Abortions for some, and miniature American flags for others!

77:

To pay $600 dollars or more yearly

That's ridiculous!

I'm around 25 years out of date, but back circa 1989 the cost of a month's hormonal contraception in the UK was around £3-5. Or under $100/year. Even with inflation to keep track of, that's less than a third the price you're citing.

78:

"Denial ain't just a river in Egypt"

As I responded to Anura, of course socieites compete. They compete politically and culturally.

79:

"(which is primarily southern, white, and older)"

  • and Evangelical.
80:

"Of course they compete, often within the same nation state."

No -- that is empirically and theoretically wrong.

Societies don't compete in a Darwinian sense. Turkish farming societies didn't become the world-dominant society by "out-breeding" the rest of the world. The Irish are still Irish after 10ky, even though they speak a West Asian language, leave West Asian lifestyles and have West Asian family structures ultimately derived from Anatolian practice of 8k BCE. The Anatolians converted the world.

The cases of genetic displacement are historically extremely rare --- basically temperate North America and Australia/NZ, which are extreme cases of vast technological differences interfacing on sharp temporal gradients.

And you know what? Most of the North American Indians were actually absorbed into the population -- they weren't "outbred", but converted. They form a large part of "African-American" ancestry and "Appalachian" ancestry.

What's the old saw about the right to have one's own opinions, but not facts? It's sad to see when political correctness, ideological rigidity, overcomes facts. I guess it's what you get from the dominant ideology of the time -- when the left was in ascendance, you saw this kind of behavior there, and now you see it on the right.

81:

But to carry your analogy further, aren't secular, low-birth-rate societies evolved from the religious ones?

A natural development, if you will.

82:

Charlie:

Average cost for hormonal contraception in the US is between $15-$50 a month, depending on type, strength, brand and how much you can get it subsidized by Title X or your insurer.

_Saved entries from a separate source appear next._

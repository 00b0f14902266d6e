//! Line tokenizer for the inbound host stream.
//!
//! Bytes are collected into a fixed buffer of [`TOKEN_CAPACITY`] slots, the
//! last of which is reserved for the terminator. Once the cursor reaches the
//! terminator slot it stays there: further bytes overwrite that slot and are
//! dropped when the delimiter arrives, so a token never holds more than
//! [`TOKEN_DATA_LEN`] bytes.

use heapless::Vec;
use leadlink_hal::SerialRx;

/// Line delimiter
pub const DELIMITER: u8 = b'\n';

/// Buffer capacity in bytes, terminator slot included
pub const TOKEN_CAPACITY: usize = 3;

/// Maximum number of data bytes in a token
pub const TOKEN_DATA_LEN: usize = TOKEN_CAPACITY - 1;

/// Heartbeat line sent by the host
pub const HEARTBEAT: &[u8] = b"OK";

/// One completed inbound line, delimiter stripped
#[derive(Debug, Clone, PartialEq, Eq, Default)]
#[cfg_attr(feature = "defmt", derive(defmt::Format))]
pub struct Token {
    data: Vec<u8, TOKEN_DATA_LEN>,
}

impl Token {
    /// Build a token from raw bytes, keeping at most [`TOKEN_DATA_LEN`]
    pub fn from_bytes(bytes: &[u8]) -> Self {
        let len = bytes.len().min(TOKEN_DATA_LEN);
        let mut data = Vec::new();
        // Cannot fail: len is bounded by the capacity
        let _ = data.extend_from_slice(&bytes[..len]);
        Self { data }
    }

    /// Token content
    pub fn as_bytes(&self) -> &[u8] {
        &self.data
    }

    /// Number of data bytes
    pub fn len(&self) -> usize {
        self.data.len()
    }

    /// Check if the line was empty
    pub fn is_empty(&self) -> bool {
        self.data.is_empty()
    }

    /// Check if this token is the host heartbeat (exact match)
    pub fn is_heartbeat(&self) -> bool {
        self.as_bytes() == HEARTBEAT
    }
}

/// Accumulates inbound bytes into [`Token`]s
#[derive(Debug, Clone)]
pub struct LineTokenizer {
    buffer: [u8; TOKEN_CAPACITY],
    cursor: usize,
}

impl Default for LineTokenizer {
    fn default() -> Self {
        Self::new()
    }
}

impl LineTokenizer {
    /// Create an empty tokenizer
    pub const fn new() -> Self {
        Self {
            buffer: [0; TOKEN_CAPACITY],
            cursor: 0,
        }
    }

    /// Number of bytes held for the line in progress
    pub fn pending(&self) -> usize {
        self.cursor
    }

    /// Feed a single byte
    ///
    /// Returns `Some(token)` when `byte` is the delimiter.
    pub fn feed(&mut self, byte: u8) -> Option<Token> {
        if byte == DELIMITER {
            self.buffer[self.cursor] = 0;
            let token = Token::from_bytes(&self.buffer[..self.cursor]);
            self.cursor = 0;
            return Some(token);
        }

        self.buffer[self.cursor] = byte;
        self.cursor = (self.cursor + 1).min(TOKEN_CAPACITY - 1);
        None
    }

    /// Feed bytes until the first token completes
    ///
    /// Bytes after the delimiter are not consumed. Returns the token and the
    /// number of bytes consumed.
    pub fn feed_bytes(&mut self, bytes: &[u8]) -> (Option<Token>, usize) {
        for (i, &byte) in bytes.iter().enumerate() {
            if let Some(token) = self.feed(byte) {
                return (Some(token), i + 1);
            }
        }
        (None, bytes.len())
    }

    /// Drain the bytes currently available on `rx`
    ///
    /// Never waits for input. Stops right after the first completed line so
    /// at most one token is produced per call; anything behind it stays
    /// buffered in the transport for the next poll.
    pub fn poll<R: SerialRx>(&mut self, rx: &mut R) -> Result<Option<Token>, R::Error> {
        while let Some(byte) = rx.try_read_byte()? {
            if let Some(token) = self.feed(byte) {
                return Ok(Some(token));
            }
        }
        Ok(None)
    }
}
//! Host-side fakes for the hardware traits

use std::cell::{Cell, RefCell};
use std::collections::VecDeque;
use std::rc::Rc;
use std::string::String;
use std::vec::Vec;

use leadlink_hal::{AnalogInput, InputPin, SerialRx, SerialTx};

use crate::traits::{DisplayBackend, DisplayError};

/// Input pin whose level the test can change after handing it out
#[derive(Clone)]
pub struct SharedPin(Rc<Cell<bool>>);

impl SharedPin {
    pub fn new(high: bool) -> Self {
        Self(Rc::new(Cell::new(high)))
    }

    pub fn set(&self, high: bool) {
        self.0.set(high);
    }
}

impl InputPin for SharedPin {
    fn is_high(&mut self) -> bool {
        self.0.get()
    }
}

/// Analog channel with a settable reading
#[derive(Clone)]
pub struct SharedAnalog {
    value: Rc<Cell<u16>>,
    fail: Rc<Cell<bool>>,
}

impl SharedAnalog {
    pub fn new(value: u16) -> Self {
        Self {
            value: Rc::new(Cell::new(value)),
            fail: Rc::new(Cell::new(false)),
        }
    }

    pub fn set(&self, value: u16) {
        self.value.set(value);
    }

    pub fn fail(&self, fail: bool) {
        self.fail.set(fail);
    }
}

impl AnalogInput for SharedAnalog {
    type Error = ();

    fn read(&mut self) -> Result<u16, Self::Error> {
        if self.fail.get() {
            return Err(());
        }
        Ok(self.value.get())
    }
}

/// Serial link backed by in-memory queues
#[derive(Clone, Default)]
pub struct SharedLink {
    rx: Rc<RefCell<VecDeque<u8>>>,
    tx: Rc<RefCell<Vec<u8>>>,
}

impl SharedLink {
    pub fn new() -> Self {
        Self::default()
    }

    /// Queue bytes as if sent by the host
    pub fn send(&self, bytes: &[u8]) {
        self.rx.borrow_mut().extend(bytes.iter().copied());
    }

    /// Bytes not yet read by the device
    pub fn unread(&self) -> usize {
        self.rx.borrow().len()
    }

    /// Take everything the device wrote, as text
    pub fn take_output(&self) -> String {
        let bytes: Vec<u8> = self.tx.borrow_mut().drain(..).collect();
        String::from_utf8(bytes).unwrap()
    }
}

impl SerialRx for SharedLink {
    type Error = core::convert::Infallible;

    fn try_read_byte(&mut self) -> Result<Option<u8>, Self::Error> {
        Ok(self.rx.borrow_mut().pop_front())
    }
}

impl SerialTx for SharedLink {
    type Error = core::convert::Infallible;

    fn write_blocking(&mut self, data: &[u8]) -> Result<(), Self::Error> {
        self.tx.borrow_mut().extend_from_slice(data);
        Ok(())
    }
}

/// Display that records every write
#[derive(Default)]
pub struct RecordingDisplay {
    writes: Vec<(u8, u8, String)>,
    attempts: usize,
    fail: bool,
    fail_next: usize,
}

impl RecordingDisplay {
    pub fn new() -> Self {
        Self::default()
    }

    pub fn writes(&self) -> &[(u8, u8, String)] {
        &self.writes
    }

    /// Writes that targeted `row`
    pub fn row_writes(&self, row: u8) -> Vec<&str> {
        self.writes
            .iter()
            .filter(|(r, _, _)| *r == row)
            .map(|(_, _, text)| text.as_str())
            .collect()
    }

    pub fn clear(&mut self) {
        self.writes.clear();
    }

    /// Every `draw_text` call, including failed ones
    pub fn attempts(&self) -> usize {
        self.attempts
    }

    pub fn fail_writes(&mut self, fail: bool) {
        self.fail = fail;
    }

    /// Fail only the next `count` writes
    pub fn fail_next(&mut self, count: usize) {
        self.fail_next = count;
    }
}

impl DisplayBackend for RecordingDisplay {
    fn draw_text(&mut self, row: u8, col: u8, text: &str) -> Result<(), DisplayError> {
        self.attempts += 1;
        if self.fail_next > 0 {
            self.fail_next -= 1;
            return Err(DisplayError::Communication);
        }
        if self.fail {
            return Err(DisplayError::Communication);
        }
        self.writes.push((row, col, text.into()));
        Ok(())
    }

    fn dimensions(&self) -> (u8, u8) {
        (20, 4)
    }
}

Average yearly wages for a U.S. woman over 25 with some college: $25,185. A bachelor's degree raises it to $40, 484.

83:

"That's ridiculous!"

Google is your friend: http://www.plannedparenthood.org/health-topics/birth-control/birth-control-pill-4228.htm

$15 to $50 dollars a month. Can be more if you have an unusual prescription. Of course, the individual prices are part of the negotiations with insurance companies -- they are absurdly over-priced because the large number of prescriptions are bought through insurance plans that have "discounts". So what is in actuality a $5/month prescription has a "retail" value of $25/month.

That's the American system.

84:

Charlie, it is indeed ridiculous -- and true. I spent a good many years taking the Pill for non-contraceptive reasons (it's by far the most effective treatment for endometriosis for many women, including me). I was paying $40 a month on a good insurance plan, not least because that good insurance plan technically covered contraception but insisted that it would only cover tricyclics, on the grounds that they're supposedly the safest -- even though they are entirely unsuitable for many woman as contraception, and utterly useless for the various other medical reasons for taking a daily dose of hormones. And I'm talking here about the local equivalent of Microgynon 30, not the latest and greatest development.

It was cheaper for me to get a private prescription and stock up when back in the UK or Australia visiting family. :-(

85:

There are some issues with your argument and your later supporting statements.

First, in most of the first world 20 years is too short for a generation, closer to 25-30 (it was 25.1 in the USA in 2002 and had been rising steadily to that point. Source: CDC) so you should be looking at 125-150 years if you want a 5 generation span for your test. Even without that, Israeli culture, while fascinating, doesn't count by your century count, since the county is less than 70 years old.

Also, if you look at many countries and their internal cultures, they are much more liberal than 100 or 150 years ago. For example:

  • Women can vote in most countries (compared to ~0 in 1912).
  • Women are educated in most countries, in most they predominant in a number of professions in terms of new graduates (there were female graduates 100 years ago but they were rare, 150 years ago I don't think there were any, certainly very, very few).
  • The UK is not the most liberal and supportive country for same-sex relationships in the world, although it's pretty good. But in the last five-ten years we've seen a chance for a Labour government carefully introducing civil partnerships to a Conservative leader taking on his own loony right and the church to promote a true civil marriage regardless of the gender of the couple.
  • Access to birth control and abortion has widened in most countries - including ultra-catholic Ireland. It is wider in the US than some want it to be but still far wider than 100 years ago.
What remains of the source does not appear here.